[RECORDS FOR THE EXERCISE]
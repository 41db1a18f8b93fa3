//! For each point, find the closest point with strictly greater density within a
//! bounded search radius.

use rayon::prelude::*;

use crate::points::PointStore;
use crate::tile_grid::TileGrid;
use crate::NONE;

/// Returns `true` if `j` is considered "higher density" than `i` under the tie-break
/// rule: `(rho[j] > rho[i]) || (rho[j] == rho[i] && j < i)`. Point-index tie-breaking
/// makes the nearest-higher relation a well-defined total order regardless of tile
/// traversal order or the number of `rayon` worker threads.
#[inline]
fn higher(rho: &[f64], j: usize, i: usize) -> bool {
    rho[j] > rho[i] || (rho[j] == rho[i] && j < i)
}

/// Computes, for every point, the distance to and index of its nearest
/// higher-density neighbor within `delta_m`.
///
/// Returns `(delta, nh)`: `delta[i]` is `+inf` and `nh[i]` is [`crate::NONE`] when no
/// higher-density point exists within the radius. Ties in distance are broken toward
/// the lower point index, for the same determinism reason as the density tie-break.
pub fn compute_nearest_higher(points: &PointStore, grid: &TileGrid, rho: &[f64], delta_m: f64) -> (Vec<f64>, Vec<i64>) {
    let n = points.n();

    let results: Vec<(f64, i64)> = (0..n)
        .into_par_iter()
        .map(|i| {
            let home_tile = grid.tile_of(points, i);
            let mut best_delta = f64::INFINITY;
            let mut best_nh = NONE;
            for tile in grid.neighbors(home_tile, delta_m) {
                for &j in grid.points_in(tile) {
                    if j == i {
                        continue;
                    }
                    let dist = grid.distance(points, i, j);
                    if dist > delta_m {
                        continue;
                    }
                    if !higher(rho, j, i) {
                        continue;
                    }
                    let better = dist < best_delta || (dist == best_delta && (j as i64) < best_nh);
                    if better {
                        best_delta = dist;
                        best_nh = j as i64;
                    }
                }
            }
            (best_delta, best_nh)
        })
        .collect();

    let mut delta = Vec::with_capacity(n);
    let mut nh = Vec::with_capacity(n);
    for (d, h) in results {
        delta.push(d);
        nh.push(h);
    }
    (delta, nh)
}

#[cfg(test)]
mod tests {
    use super::*;
    use crate::kernel::Kernel;
    use crate::density::compute_density;

    fn pipeline(coords: &[f64], d_c: f64, delta_m: f64) -> (PointStore, Vec<f64>, Vec<f64>, Vec<i64>) {
        let points = PointStore::load(coords.len(), 1, coords.to_vec(), vec![1.0; coords.len()]).unwrap();
        let mut grid = TileGrid::new(1);
        grid.auto_configure(&points, 2).unwrap();
        grid.fill(&points).unwrap();
        let kernel = Kernel::flat(0.5).unwrap();
        let rho = compute_density(&points, &grid, &kernel, d_c).unwrap();
        let (delta, nh) = compute_nearest_higher(&points, &grid, &rho, delta_m);
        (points, rho, delta, nh)
    }

    #[test]
    fn nearest_higher_target_actually_has_higher_density() {
        let (_points, rho, _delta, nh) = pipeline(&[0.0, 1.0, 2.0, 3.0, 100.0], 2.0, 5.0);
        for (i, &h) in nh.iter().enumerate() {
            if h != NONE {
                assert!(rho[h as usize] > rho[i] || (rho[h as usize] == rho[i] && (h as usize) < i));
            }
        }
    }

    #[test]
    fn ties_break_toward_lower_index() {
        // All three points equidistant and equal weight => equal rho. Point 1's
        // only strictly-index-lower candidate of equal density is point 0.
        let (_points, _rho, _delta, nh) = pipeline(&[0.0, 1.0, 2.0], 5.0, 5.0);
        assert_eq!(nh[1], 0);
    }

    #[test]
    fn global_maximum_has_no_nearest_higher() {
        let (_points, rho, delta, nh) = pipeline(&[0.0, 0.1, 0.2, 0.3], 2.0, 5.0);
        let argmax = (0..rho.len()).max_by(|&a, &b| rho[a].partial_cmp(&rho[b]).unwrap()).unwrap();
        assert_eq!(nh[argmax], NONE);
        assert!(delta[argmax].is_infinite());
    }
}
//! Reads a point-set CSV into the dimension-major layout `clue_clustering::points::PointStore`
//! expects, and writes a finished clustering back out in the same schema.
//!
//! Schema: header row, then one row per point with `dim` coordinate columns followed
//! by a weight column (comma-separated) -- the same layout the upstream CLUEstering
//! `read_csv` helper produces, bit for bit: `coords[point_id + d * n_points]`.

use std::io::Write;

use csv::{ReaderBuilder, StringRecord};

use crate::errors::IngestError;
use crate::utils::{open_file, out_writer};

/// A point set loaded from CSV, laid out exactly as
/// `clue_clustering::points::PointStore::load` expects: `coords` is dimension-major
/// (`coords[i + d * n]`), `weights` has one entry per point.
#[derive(Debug, Clone)]
pub struct LoadedPoints {
    pub coords: Vec<f64>,
    pub weights: Vec<f64>,
    pub n: usize,
    pub dim: usize,
}

fn parse_field(record: &StringRecord, col: usize, row_text: &str) -> Result<f64, IngestError> {
    let field = record.get(col).ok_or_else(|| IngestError::InvalidSchema {
        reason: format!("row has no column {col}"),
        row: row_text.to_string(),
    })?;
    field.trim().parse::<f64>().map_err(|_| IngestError::InvalidSchema {
        reason: format!("column {col} ('{field}') is not a valid number"),
        row: row_text.to_string(),
    })
}

/// Loads a point set from `path`. The number of coordinate dimensions is inferred
/// from the header: `dim = header.len() - 1`, the last column being the weight.
///
/// Fails with [`IngestError::Io`] if the file cannot be opened, with
/// [`IngestError::Csv`] on a malformed CSV stream, and with
/// [`IngestError::InvalidSchema`] if a row's column count or field types don't
/// match the header.
pub fn load_points_csv(path: &str) -> Result<LoadedPoints, IngestError> {
    let reader = open_file(path)?;
    let mut rdr = ReaderBuilder::new().has_headers(true).from_reader(reader);

    let header = rdr.headers()?.clone();
    if header.len() < 2 {
        return Err(IngestError::InvalidSchema {
            reason: "header must list at least one coordinate column and a weight column".to_string(),
            row: header.iter().collect::<Vec<_>>().join(","),
        });
    }
    let dim = header.len() - 1;

    let mut coord_rows: Vec<Vec<f64>> = Vec::new();
    let mut weights: Vec<f64> = Vec::new();

    for result in rdr.records() {
        let record = result?;
        let row_text = record.iter().collect::<Vec<_>>().join(",");
        if record.len() != dim + 1 {
            return Err(IngestError::InvalidSchema {
                reason: format!("expected {} columns, found {}", dim + 1, record.len()),
                row: row_text,
            });
        }
        let mut row = Vec::with_capacity(dim);
        for d in 0..dim {
            row.push(parse_field(&record, d, &row_text)?);
        }
        let weight = parse_field(&record, dim, &row_text)?;
        coord_rows.push(row);
        weights.push(weight);
    }

    let n = coord_rows.len();
    let mut coords = vec![0.0; n * dim];
    for (i, row) in coord_rows.iter().enumerate() {
        for (d, value) in row.iter().enumerate() {
            coords[i + d * n] = *value;
        }
    }

    Ok(LoadedPoints { coords, weights, n, dim })
}

/// Writes a finished clustering back to CSV, mirroring the upstream
/// `read_output` contract: coordinate columns, weight, `is_seed`, `cluster_id`.
///
/// `coords` is dimension-major (`coords[i + d * n]`), matching [`LoadedPoints`].
pub fn write_clusters_csv(
    path: &str,
    coords: &[f64],
    weights: &[f64],
    dim: usize,
    clusters: &[i32],
    is_seed: &[bool],
) -> Result<(), IngestError> {
    let n = weights.len();
    let mut w = out_writer(path, false);

    let mut header: Vec<String> = (0..dim).map(|d| format!("coord_{d}")).collect();
    header.push("weight".to_string());
    header.push("is_seed".to_string());
    header.push("cluster_id".to_string());
    writeln!(w, "{}", header.join(","))?;

    for i in 0..n {
        let mut fields: Vec<String> = (0..dim).map(|d| coords[i + d * n].to_string()).collect();
        fields.push(weights[i].to_string());
        fields.push(if is_seed[i] { "1".to_string() } else { "0".to_string() });
        fields.push(clusters[i].to_string());
        writeln!(w, "{}", fields.join(","))?;
    }

    Ok(())
}

#[cfg(test)]
mod tests {
    use super::*;
    use std::fs;

    #[test]
    fn loads_a_simple_point_set() {
        let path = "clue_io_points_test_load.csv";
        fs::write(path, "x,y,weight\n0.0,0.0,1.0\n1.0,1.0,2.0\n").unwrap();
        let loaded = load_points_csv(path).unwrap();
        fs::remove_file(path).unwrap();

        assert_eq!(loaded.n, 2);
        assert_eq!(loaded.dim, 2);
        assert_eq!(loaded.weights, vec![1.0, 2.0]);
        // dimension-major: coords[point_id + dim * n]
        assert_eq!(loaded.coords[0], 0.0); // point 0, dim 0
        assert_eq!(loaded.coords[1], 1.0); // point 1, dim 0
        assert_eq!(loaded.coords[2], 0.0); // point 0, dim 1
        assert_eq!(loaded.coords[3], 1.0); // point 1, dim 1
    }

    #[test]
    fn rejects_rows_with_wrong_column_count() {
        let path = "clue_io_points_test_bad_row.csv";
        fs::write(path, "x,y,weight\n0.0,0.0,1.0\n1.0,1.0\n").unwrap();
        let result = load_points_csv(path);
        fs::remove_file(path).unwrap();
        assert!(result.is_err());
    }

    #[test]
    fn rejects_non_numeric_fields() {
        let path = "clue_io_points_test_nan.csv";
        fs::write(path, "x,weight\nabc,1.0\n").unwrap();
        let result = load_points_csv(path);
        fs::remove_file(path).unwrap();
        assert!(result.is_err());
    }

    #[test]
    fn round_trips_cluster_assignment() {
        let path = "clue_io_points_test_write.csv";
        let n = 2usize;
        let coords = vec![0.0, 1.0]; // dim 0 column, n=2
        let weights = vec![1.0, 1.0];
        let clusters = vec![0, 0];
        let is_seed = vec![true, false];
        write_clusters_csv(path, &coords, &weights, 1, &clusters, &is_seed).unwrap();
        let content = fs::read_to_string(path).unwrap();
        fs::remove_file(path).unwrap();
        assert!(content.starts_with("coord_0,weight,is_seed,cluster_id\n"));
        assert_eq!(content.lines().count(), n + 1);
    }
}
[/RECORDS FOR THE EXERCISE]
EXERCISE:
Wherever the word "coordinate" appears in the data, return the whole line.

SOLUTION FOR THIS PROBLEM:
//! Schema: header row, then one row per point with `dim` coordinate columns followed
/// Loads a point set from `path`. The number of coordinate dimensions is inferred
            reason: "header must list at least one coordinate column and a weight column".to_string(),
/// `read_output` contract: coordinate columns, weight, `is_seed`, `cluster_id`.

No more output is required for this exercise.